Bug 1833037

Summary: [RHEL 7] Narrow down the SKX (SKL-SP/X/W/D) microcode blacklist
Product: Red Hat Enterprise Linux 7 Reporter: Eugene Syromiatnikov <esyr>
Component: microcode_ctlAssignee: Eugene Syromiatnikov <esyr>
Status: CLOSED ERRATA QA Contact: Jeff Bastian <jbastian>
Severity: unspecified Docs Contact:
Priority: unspecified    
Version: 7.9CC: skozina
Target Milestone: rc   
Target Release: ---   
Hardware: x86_64   
OS: Unspecified   
Whiteboard:
Fixed In Version: microcode_ctl-2.1-65.el7 Doc Type: If docs needed, set a value
Doc Text:
Story Points: ---
Clone Of: Environment:
Last Closed: 2020-09-29 20:12:29 UTC Type: Bug
Regression: --- Mount Type: ---
Documentation: --- CRM:
Verified Versions: Category: ---
oVirt Team: --- RHEL 7.3 requirements from Atomic Host:
Cloudforms Team: --- Target Upstream Version:
Embargoed:
Bug Depends On:    
Bug Blocks: 1788592    

Description Eugene Syromiatnikov 2020-05-07 17:14:55 UTC
Currently, due to [1], all microcode updates past revision 0x2000064 are disabled on SKX (1st generation Xeon Skalable Platform, Skylake Scalable Platform, SKL-SP, SKL-X, SKL-W, SKL-D; FF-MM-SS 06-55-04, CPUID 0x50654) by default.  This, in fact, too broad blacklist, as the issue affects only Workstation (SKL-W, SKX-W) and HEDT (SKL-X, SKX-X, Basin Falls) segments.  As it was suggested quite some time ago, these can be differentiated by referring to bits 5..3 of CAPID0 field of PCU registers device (Bus 1, Device 30, Function 3, VID:DID 8086:2083)[2] (there's some information regarding the device's fields available for BDX[3], but not for SKX[4], and they are indeed different).  By implementing a more precise filter, it is possible to avoid issues with the latest CPU errata/CVEs not being mitigated by default in a more common SKL-SP server segment CPU case.

Steps to Reproduce:
1. Install microcode_ctl package, version 2.1-61.el7 or higher on a system with SKL-SP Server segment CPU (Intel Xeon 81xx).
2. Check the dmesg/syslog for disclaimers
3. Check the microcode version populated in /lib/firmware/KERNEL_VERSION/inte-ucode and the early initramfs

Actual results:
Disclaimer is present, older (0x2000064) microcode revision is used.

Expected results:
No disclaimer present, newer (0x2000065) microcode revision is used.

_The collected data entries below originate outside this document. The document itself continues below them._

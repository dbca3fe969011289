//! Index cache behavior against a live Redis instance.
//!
//! Ignored by default; run with a disposable Redis:
//!
//! ```sh
//! REDIS_URL=redis://localhost:6379 cargo test -- --ignored
//! ```

use blog_service::cache::IndexCache;
use redis::aio::ConnectionManager;

async fn test_cache() -> IndexCache {
    let url =
        std::env::var("REDIS_URL").unwrap_or_else(|_| "redis://localhost:6379".to_string());
    let client = redis::Client::open(url).expect("well-formed Redis URL");
    let manager = ConnectionManager::new(client)
        .await
        .expect("connect to test Redis");
    IndexCache::new(manager, 20)
}

#[tokio::test]
#[ignore]
async fn put_serves_hits_until_invalidated() {
    let cache = test_cache().await;

    // Start from a clean slate regardless of prior runs.
    cache.invalidate().await.unwrap();
    assert_eq!(cache.get().await, None);

    cache.put(b"first rendering").await;
    assert_eq!(cache.get().await.as_deref(), Some(&b"first rendering"[..]));
    // A hit does not consume the entry.
    assert_eq!(cache.get().await.as_deref(), Some(&b"first rendering"[..]));

    cache.invalidate().await.unwrap();
    assert_eq!(cache.get().await, None);

    // The next write after invalidation takes over the entry.
    cache.put(b"second rendering").await;
    assert_eq!(cache.get().await.as_deref(), Some(&b"second rendering"[..]));
}
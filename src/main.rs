use clap::Parser;
use tracing_subscriber::EnvFilter;

use fo_lookup::{cli, web};

fn main() -> anyhow::Result<()> {
    let cli = cli::Cli::parse();

    // Initialize logging based on verbosity flag
    let filter = if cli.verbose {
        EnvFilter::new("fo_lookup=debug,info")
    } else {
        EnvFilter::new("fo_lookup=warn")
    };

    tracing_subscriber::fmt()
        .with_env_filter(filter)
        .with_writer(std::io::stderr)
        .with_target(false)
        .without_time()
        .init();

    match cli.command {
        cli::Commands::Search(args) => {
            cli::search::run(args, cli.format, &cli.dataset)?;
        }
        cli::Commands::Dataset => {
            cli::dataset::run(cli.format, &cli.dataset)?;
        }
        cli::Commands::Serve(args) => {
            web::server::run(args, &cli.dataset)?;
        }
    }

    Ok(())
}
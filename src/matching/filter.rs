use serde::Serialize;

use crate::core::range::{extract_file_range, FileRange};
use crate::core::table::{ReferenceRecord, CITABLE_REFERENCE_COLUMN, DESCRIPTION_COLUMN};

/// Keep candidates whose described file range contains `file_number`.
///
/// Ranges are computed into a local side vector aligned with `candidates` and
/// dropped when this returns. Candidates without a detectable range are
/// removed rather than treated as matching every file.
#[must_use]
pub fn filter_by_file<'a>(
    candidates: Vec<ReferenceRecord<'a>>,
    file_number: u64,
) -> Vec<ReferenceRecord<'a>> {
    let ranges: Vec<Option<FileRange>> = candidates
        .iter()
        .map(|r| r.description.and_then(extract_file_range))
        .collect();

    candidates
        .into_iter()
        .zip(ranges)
        .filter_map(|(record, range)| match range {
            Some(range) if range.contains(file_number) => Some(record),
            _ => None,
        })
        .collect()
}

/// One row of a lookup result
#[derive(Debug, Clone, PartialEq, Eq, Serialize)]
pub struct MatchedReference {
    #[serde(rename = "Citable Reference")]
    pub citable_reference: Option<String>,

    #[serde(rename = "Description")]
    pub description: String,
}

/// Lookup result projected to the citable reference and description columns
#[derive(Debug, Clone, Default, PartialEq, Eq, Serialize)]
pub struct MatchTable {
    pub rows: Vec<MatchedReference>,
}

impl MatchTable {
    pub const COLUMNS: [&'static str; 2] = [CITABLE_REFERENCE_COLUMN, DESCRIPTION_COLUMN];

    #[must_use]
    pub fn len(&self) -> usize {
        self.rows.len()
    }

    #[must_use]
    pub fn is_empty(&self) -> bool {
        self.rows.is_empty()
    }
}

/// Project surviving records onto the two output columns, keeping order
#[must_use]
pub fn project(records: &[ReferenceRecord<'_>]) -> MatchTable {
    MatchTable {
        rows: records
            .iter()
            .map(|r| MatchedReference {
                citable_reference: r.citable_reference.map(str::to_string),
                description: r.description.unwrap_or_default().to_string(),
            })
            .collect(),
    }
}
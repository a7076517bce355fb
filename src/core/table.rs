use serde::{Deserialize, Serialize};
use thiserror::Error;

/// Column holding the free-text record description
pub const DESCRIPTION_COLUMN: &str = "Description";

/// Column holding the opaque citable reference identifier
pub const CITABLE_REFERENCE_COLUMN: &str = "Citable Reference";

#[derive(Error, Debug, Clone, PartialEq, Eq)]
pub enum TableError {
    #[error("missing column '{0}'")]
    MissingColumn(String),

    #[error("row {row} has {found} cells, expected {expected}")]
    RowWidth {
        row: usize,
        found: usize,
        expected: usize,
    },
}

/// A tabular dataset of nullable text cells.
///
/// Rows keep the order in which they were read. Lookups only ever borrow the
/// table, so one instance can be shared between any number of queries.
#[derive(Debug, Clone, Default, PartialEq, Eq, Serialize, Deserialize)]
pub struct ReferenceTable {
    columns: Vec<String>,
    rows: Vec<Vec<Option<String>>>,
}

/// A borrowed view of the two columns a lookup cares about
#[derive(Debug, Clone, Copy, PartialEq, Eq)]
pub struct ReferenceRecord<'a> {
    /// Position of the row in the source table
    pub row: usize,
    pub description: Option<&'a str>,
    pub citable_reference: Option<&'a str>,
}

impl ReferenceTable {
    /// Build a table, checking every row has one cell per column.
    ///
    /// # Errors
    ///
    /// Returns `TableError::RowWidth` for the first row whose width differs
    /// from the number of columns.
    pub fn new(columns: Vec<String>, rows: Vec<Vec<Option<String>>>) -> Result<Self, TableError> {
        if let Some((row, cells)) = rows
            .iter()
            .enumerate()
            .find(|(_, cells)| cells.len() != columns.len())
        {
            return Err(TableError::RowWidth {
                row,
                found: cells.len(),
                expected: columns.len(),
            });
        }

        Ok(Self { columns, rows })
    }

    #[must_use]
    pub fn columns(&self) -> &[String] {
        &self.columns
    }

    #[must_use]
    pub fn len(&self) -> usize {
        self.rows.len()
    }

    #[must_use]
    pub fn is_empty(&self) -> bool {
        self.rows.is_empty()
    }

    /// Index of a column by exact (case-sensitive) name.
    ///
    /// # Errors
    ///
    /// Returns `TableError::MissingColumn` if no column has this name.
    pub fn column_index(&self, name: &str) -> Result<usize, TableError> {
        self.columns
            .iter()
            .position(|c| c == name)
            .ok_or_else(|| TableError::MissingColumn(name.to_string()))
    }

    /// Cell value, `None` when the cell is null or out of bounds
    #[must_use]
    pub fn cell(&self, row: usize, column: usize) -> Option<&str> {
        self.rows
            .get(row)
            .and_then(|cells| cells.get(column))
            .and_then(Option::as_deref)
    }

    /// Iterate every row as a [`ReferenceRecord`].
    ///
    /// # Errors
    ///
    /// Returns `TableError::MissingColumn` if either the `Description` or the
    /// `Citable Reference` column is absent.
    pub fn records(&self) -> Result<impl Iterator<Item = ReferenceRecord<'_>> + '_, TableError> {
        let description = self.column_index(DESCRIPTION_COLUMN)?;
        let citable_reference = self.column_index(CITABLE_REFERENCE_COLUMN)?;

        Ok((0..self.rows.len()).map(move |row| ReferenceRecord {
            row,
            description: self.cell(row, description),
            citable_reference: self.cell(row, citable_reference),
        }))
    }
}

[1] https://github.com/intel/Intel-Linux-Processor-Microcode-Data-Files/issues/21
[2] https://www.intel.com/content/dam/www/public/us/en/documents/specification-updates/xeon-scalable-spec-update.pdf#page
[3] https://www.intel.com/content/www/us/en/processors/xeon/xeon-e5-v4-datasheet-vol-2.html , page 82
[4] https://www.intel.com/content/dam/www/public/us/en/documents/specification-updates/2nd-gen-xeon-scalable-spec-update.pdf , page 57

Comment 6 Jeff Bastian 2020-06-29 19:30:10 UTC
Revision 0x2006906 of the microcode for 06-55-04 CPUs fixes the hanging problems, so this change was undone [*] and this CPU is no longer blacklisted.  The updated microcode revision is available in microcode_ctl-2.1-73.el7; see bug 1826589.

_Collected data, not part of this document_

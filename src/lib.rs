//! # fo-lookup
//!
//! A library for finding records in the FO correspondence catalog from a
//! slash-delimited reference string.
//!
//! Catalog descriptions are free text such as `Code 12, Files 10 - 20`. A
//! reference string like `FO 371/15/12` names a code (`12`, after the last
//! `/`) and a file number (`15`, between the first and second `/`).
//! `fo-lookup` finds the records whose description mentions exactly that code
//! and whose file or file range covers that number.
//!
//! ## Features
//!
//! - **Precise code matching**: `Code 12` never matches `Code 120` or `Code 126`
//! - **Range extraction**: understands both `Files a - b` and `File n`
//! - **Read-only lookups**: the catalog is borrowed, never modified
//! - **Readable statuses**: malformed, excluded and empty lookups return a sentence
//!
//! ## Example
//!
//! ```rust,no_run
//! use fo_lookup::{lookup, LookupOutcome, ReferenceCatalog};
//! use std::path::Path;
//!
//! let catalog = ReferenceCatalog::load_from_file(Path::new("fo_1920-25.csv")).unwrap();
//!
//! match lookup("FO 371/15/12", &catalog.table) {
//!     LookupOutcome::Matches(matches) => {
//!         for row in &matches.rows {
//!             println!("{:?}: {}", row.citable_reference, row.description);
//!         }
//!     }
//!     LookupOutcome::Status(status) => println!("{status}"),
//! }
//! ```
//!
//! ## Modules
//!
//! - [`catalog`]: CSV catalog loading
//! - [`core`]: Tables, queries and file ranges
//! - [`matching`]: The lookup pipeline
//! - [`cli`]: Command-line interface implementation
//! - [`web`]: Web server for browser-based lookups

pub mod catalog;
pub mod cli;
pub mod core;
pub mod matching;
pub mod web;

// Re-export commonly used types for convenience
pub use catalog::store::ReferenceCatalog;
pub use crate::core::query::Query;
pub use crate::core::range::FileRange;
pub use crate::core::table::ReferenceTable;
pub use matching::engine::{lookup, LookupOutcome, LookupStatus, ReferenceMatcher};
pub use matching::filter::{MatchTable, MatchedReference};
//! Command-line behavior of the `fo-lookup` binary.

use assert_cmd::Command;
use predicates::prelude::*;
use std::path::PathBuf;
use tempfile::TempDir;

const CATALOG: &str = "\
Citable Reference,Description
FO 371/4383,\"Code 12, Files 10 - 20\"
FO 371/4384,\"Code 120, File 7\"
FO 371/4385,\"Code 126, File 5\"
";

fn write_catalog(dir: &TempDir) -> PathBuf {
    let path = dir.path().join("fo.csv");
    std::fs::write(&path, CATALOG).unwrap();
    path
}

fn fo_lookup() -> Command {
    let mut cmd = Command::cargo_bin("fo-lookup").unwrap();
    cmd.env_remove("FO_LOOKUP_DATASET");
    cmd
}

#[test]
fn test_search_prints_table() {
    let dir = TempDir::new().unwrap();
    let catalog = write_catalog(&dir);

    fo_lookup()
        .arg("--dataset")
        .arg(&catalog)
        .args(["search", "FO 371/15/12"])
        .assert()
        .success()
        .stdout(predicate::str::contains("Citable Reference"))
        .stdout(predicate::str::contains("FO 371/4383"))
        .stdout(predicate::str::contains("FO 371/4384").not());
}

#[test]
fn test_search_prints_status_message() {
    let dir = TempDir::new().unwrap();
    let catalog = write_catalog(&dir);

    fo_lookup()
        .arg("--dataset")
        .arg(&catalog)
        .args(["search", "FO 371/25/12"])
        .assert()
        .success()
        .stdout(predicate::str::contains(
            "No match found for 'Code 12' with file 25 in the description.",
        ));

    fo_lookup()
        .arg("--dataset")
        .arg(&catalog)
        .args(["search", "FO 371/5/126"])
        .assert()
        .success()
        .stdout(predicate::str::contains("Search for 'Code 126' is excluded."));
}

#[test]
fn test_search_json_output() {
    let dir = TempDir::new().unwrap();
    let catalog = write_catalog(&dir);

    let output = fo_lookup()
        .arg("--dataset")
        .arg(&catalog)
        .args(["search", "FO 371/7/120", "--format", "json"])
        .output()
        .unwrap();
    assert!(output.status.success());

    let json: serde_json::Value = serde_json::from_slice(&output.stdout).unwrap();
    assert_eq!(json["status"], "ok");
    assert_eq!(json["rows"].as_array().unwrap().len(), 1);
    assert_eq!(json["rows"][0]["Citable Reference"], "FO 371/4384");
}

#[test]
fn test_search_tsv_status() {
    let dir = TempDir::new().unwrap();
    let catalog = write_catalog(&dir);

    fo_lookup()
        .arg("--dataset")
        .arg(&catalog)
        .args(["search", "FO 371", "--format", "tsv"])
        .assert()
        .success()
        .stdout(predicate::str::starts_with("status\tmessage\nmalformed_query\t"));
}

#[test]
fn test_dataset_from_env() {
    let dir = TempDir::new().unwrap();
    let catalog = write_catalog(&dir);

    fo_lookup()
        .env("FO_LOOKUP_DATASET", &catalog)
        .arg("dataset")
        .assert()
        .success()
        .stdout(predicate::str::contains("Rows: 3"))
        .stdout(predicate::str::contains("Rows with a file or file range: 3"));
}

#[test]
fn test_missing_catalog_fails() {
    let dir = TempDir::new().unwrap();

    fo_lookup()
        .arg("--dataset")
        .arg(dir.path().join("missing.csv"))
        .args(["search", "FO 371/15/12"])
        .assert()
        .failure()
        .stderr(predicate::str::contains("was not found"));
}

#[test]
fn test_verbose_reports_load_once() {
    let dir = TempDir::new().unwrap();
    let catalog = write_catalog(&dir);

    let output = fo_lookup()
        .arg("--verbose")
        .arg("--dataset")
        .arg(&catalog)
        .args(["search", "FO 371/15/12"])
        .output()
        .unwrap();

    assert!(output.status.success());
    let stderr = String::from_utf8_lossy(&output.stderr);
    assert_eq!(stderr.matches("Loaded 3 rows from").count(), 1);
    // Log lines never leak into the result table
    assert!(!String::from_utf8_lossy(&output.stdout).contains("Loaded"));
}
use thiserror::Error;
use tracing::debug;

use crate::core::query::{Query, QueryError, EXCLUDED_CODE};
use crate::core::table::{ReferenceTable, TableError};
use crate::matching::filter::{filter_by_file, project, MatchTable};
use crate::matching::text::{code_pattern, match_code};

/// Why a lookup produced a message instead of a table.
///
/// The `Display` text of each variant is the sentence shown to users.
#[derive(Error, Debug, Clone, PartialEq, Eq)]
pub enum LookupStatus {
    #[error(transparent)]
    Malformed(#[from] QueryError),

    #[error("Search for 'Code {}' is excluded.", EXCLUDED_CODE)]
    Excluded,

    /// Covers both "no description has the code" and "no matching
    /// description covers the file"
    #[error("No match found for 'Code {code}' with file {file} in the description.")]
    NoMatch { code: String, file: u64 },

    #[error("An error occurred: {0}")]
    Unexpected(String),
}

impl LookupStatus {
    /// Short machine-readable name for JSON and TSV output
    #[must_use]
    pub fn kind(&self) -> &'static str {
        match self {
            Self::Malformed(_) => "malformed_query",
            Self::Excluded => "excluded",
            Self::NoMatch { .. } => "no_match",
            Self::Unexpected(_) => "error",
        }
    }
}

/// Failures inside the pipeline that are not the user's fault
#[derive(Error, Debug)]
enum LookupError {
    #[error(transparent)]
    Table(#[from] TableError),

    #[error(transparent)]
    Pattern(#[from] regex::Error),
}

/// Result of a lookup: either rows, or a status sentence
#[derive(Debug, Clone, PartialEq, Eq)]
pub enum LookupOutcome {
    Matches(MatchTable),
    Status(LookupStatus),
}

impl LookupOutcome {
    #[must_use]
    pub fn matches(&self) -> Option<&MatchTable> {
        match self {
            Self::Matches(table) => Some(table),
            Self::Status(_) => None,
        }
    }

    #[must_use]
    pub fn status(&self) -> Option<&LookupStatus> {
        match self {
            Self::Matches(_) => None,
            Self::Status(status) => Some(status),
        }
    }

    /// JSON shape shared by the CLI and the web API
    #[must_use]
    pub fn to_json(&self, query: &str) -> serde_json::Value {
        match self {
            Self::Matches(matches) => serde_json::json!({
                "query": query,
                "status": "ok",
                "columns": MatchTable::COLUMNS,
                "rows": matches.rows,
            }),
            Self::Status(status) => serde_json::json!({
                "query": query,
                "status": "message",
                "kind": status.kind(),
                "message": status.to_string(),
            }),
        }
    }
}

/// Looks up citable references in a borrowed dataset
pub struct ReferenceMatcher<'a> {
    table: &'a ReferenceTable,
}

impl<'a> ReferenceMatcher<'a> {
    #[must_use]
    pub fn new(table: &'a ReferenceTable) -> Self {
        Self { table }
    }

    /// Run a lookup for a raw reference string such as `FO 371/15/12`.
    ///
    /// Never fails: malformed input, the excluded code, empty results and
    /// internal errors all come back as [`LookupOutcome::Status`].
    #[must_use]
    pub fn lookup(&self, raw: &str) -> LookupOutcome {
        let query = match Query::parse(raw) {
            Ok(query) => query,
            Err(e) => {
                debug!("Rejected query {raw:?}: {e}");
                return LookupOutcome::Status(e.into());
            }
        };

        if query.is_excluded() {
            debug!("Query {raw:?} names the excluded code");
            return LookupOutcome::Status(LookupStatus::Excluded);
        }

        match self.run(&query) {
            Ok(table) if !table.is_empty() => LookupOutcome::Matches(table),
            Ok(_) => LookupOutcome::Status(LookupStatus::NoMatch {
                code: query.code_token,
                file: query.file_number,
            }),
            Err(e) => LookupOutcome::Status(LookupStatus::Unexpected(e.to_string())),
        }
    }

    fn run(&self, query: &Query) -> Result<MatchTable, LookupError> {
        let pattern = code_pattern(&query.code_token)?;

        let candidates = match_code(self.table.records()?, &pattern);
        debug!(
            "{} of {} descriptions mention Code {}",
            candidates.len(),
            self.table.len(),
            query.code_token
        );

        let survivors = filter_by_file(candidates, query.file_number);
        debug!(
            "{} candidates cover file {}",
            survivors.len(),
            query.file_number
        );

        Ok(project(&survivors))
    }
}

/// Shorthand for `ReferenceMatcher::new(table).lookup(raw)`
#[must_use]
pub fn lookup(raw: &str, table: &ReferenceTable) -> LookupOutcome {
    ReferenceMatcher::new(table).lookup(raw)
}

#[cfg(test)]
mod tests {
    use super::*;
    use crate::core::table::{CITABLE_REFERENCE_COLUMN, DESCRIPTION_COLUMN};

    fn table(rows: &[(&str, Option<&str>)]) -> ReferenceTable {
        ReferenceTable::new(
            vec![
                CITABLE_REFERENCE_COLUMN.to_string(),
                DESCRIPTION_COLUMN.to_string(),
            ],
            rows.iter()
                .map(|(r, d)| vec![Some((*r).to_string()), d.map(str::to_string)])
                .collect(),
        )
        .unwrap()
    }

    #[test]
    fn test_lookup_finds_range() {
        let data = table(&[("FO 371/1", Some("Code 12, Files 10 - 20"))]);
        let outcome = lookup("FO 371/15/12", &data);

        let matches = outcome.matches().unwrap();
        assert_eq!(matches.len(), 1);
        assert_eq!(matches.rows[0].citable_reference.as_deref(), Some("FO 371/1"));
    }

    #[test]
    fn test_no_text_match_and_no_range_share_message() {
        let data = table(&[
            ("FO 371/1", Some("Code 13, File 15")),
            ("FO 371/2", Some("Code 12, general")),
        ]);

        let no_text = lookup("FO/15/14", &data);
        let no_range = lookup("FO/15/12", &data);
        assert_eq!(
            no_text.status().unwrap().to_string(),
            "No match found for 'Code 14' with file 15 in the description."
        );
        assert_eq!(
            no_range.status().unwrap().to_string(),
            "No match found for 'Code 12' with file 15 in the description."
        );
        assert_eq!(no_text.status().unwrap().kind(), "no_match");
    }

    #[test]
    fn test_excluded_before_missing_column() {
        let data = ReferenceTable::new(vec!["Other".to_string()], vec![]).unwrap();
        assert_eq!(
            lookup("FO/5/126", &data),
            LookupOutcome::Status(LookupStatus::Excluded)
        );
    }

    #[test]
    fn test_missing_column_is_unexpected() {
        let data = ReferenceTable::new(vec![DESCRIPTION_COLUMN.to_string()], vec![]).unwrap();
        let status = lookup("FO/5/12", &data).status().cloned().unwrap();
        assert_eq!(status.kind(), "error");
        assert_eq!(
            status.to_string(),
            "An error occurred: missing column 'Citable Reference'"
        );
    }

    #[test]
    fn test_malformed_is_reported() {
        let data = table(&[]);
        let status = lookup("FO 371/12", &data).status().cloned().unwrap();
        assert_eq!(status, LookupStatus::Malformed(QueryError::TooFewSeparators));
        assert_eq!(status.kind(), "malformed_query");
    }

    #[test]
    fn test_to_json_matches() {
        let data = table(&[("FO 371/1", Some("Code 12, File 15"))]);
        let json = lookup("FO 371/15/12", &data).to_json("FO 371/15/12");
        assert_eq!(json["status"], "ok");
        assert_eq!(json["columns"][0], "Citable Reference");
        assert_eq!(json["rows"][0]["Citable Reference"], "FO 371/1");
        assert_eq!(json["rows"][0]["Description"], "Code 12, File 15");
    }

    #[test]
    fn test_to_json_status() {
        let json = LookupOutcome::Status(LookupStatus::Excluded).to_json("FO/5/126");
        assert_eq!(json["status"], "message");
        assert_eq!(json["kind"], "excluded");
        assert_eq!(json["message"], "Search for 'Code 126' is excluded.");
        assert!(json.get("rows").is_none());
    }

    #[test]
    fn test_excluded_message() {
        assert_eq!(
            LookupStatus::Excluded.to_string(),
            "Search for 'Code 126' is excluded."
        );
    }
}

[*] http://pkgs.devel.redhat.com/cgit/rpms/microcode_ctl/commit/?h=rhel-7.9&id=2e60d157a329

Comment 7 Jeff Bastian 2020-06-29 19:31:50 UTC
Oops, forgot the link to the Beaker job where 06-55-04 was successfully updated to microcode revision 0x2006906 by default:

https://beaker.engineering.redhat.com/recipes/8478436#task112216361

Comment 9 errata-xmlrpc 2020-09-29 20:12:29 UTC
Since the problem described in this bug report should be
resolved in a recent advisory, it has been closed with a
resolution of ERRATA.

For information on the advisory (microcode_ctl bug fix and enhancement update), and where to find the updated
files, follow the link below.

If the solution does not work for you, open a new bug report.

https://access.redhat.com/errata/RHBA-2020:3968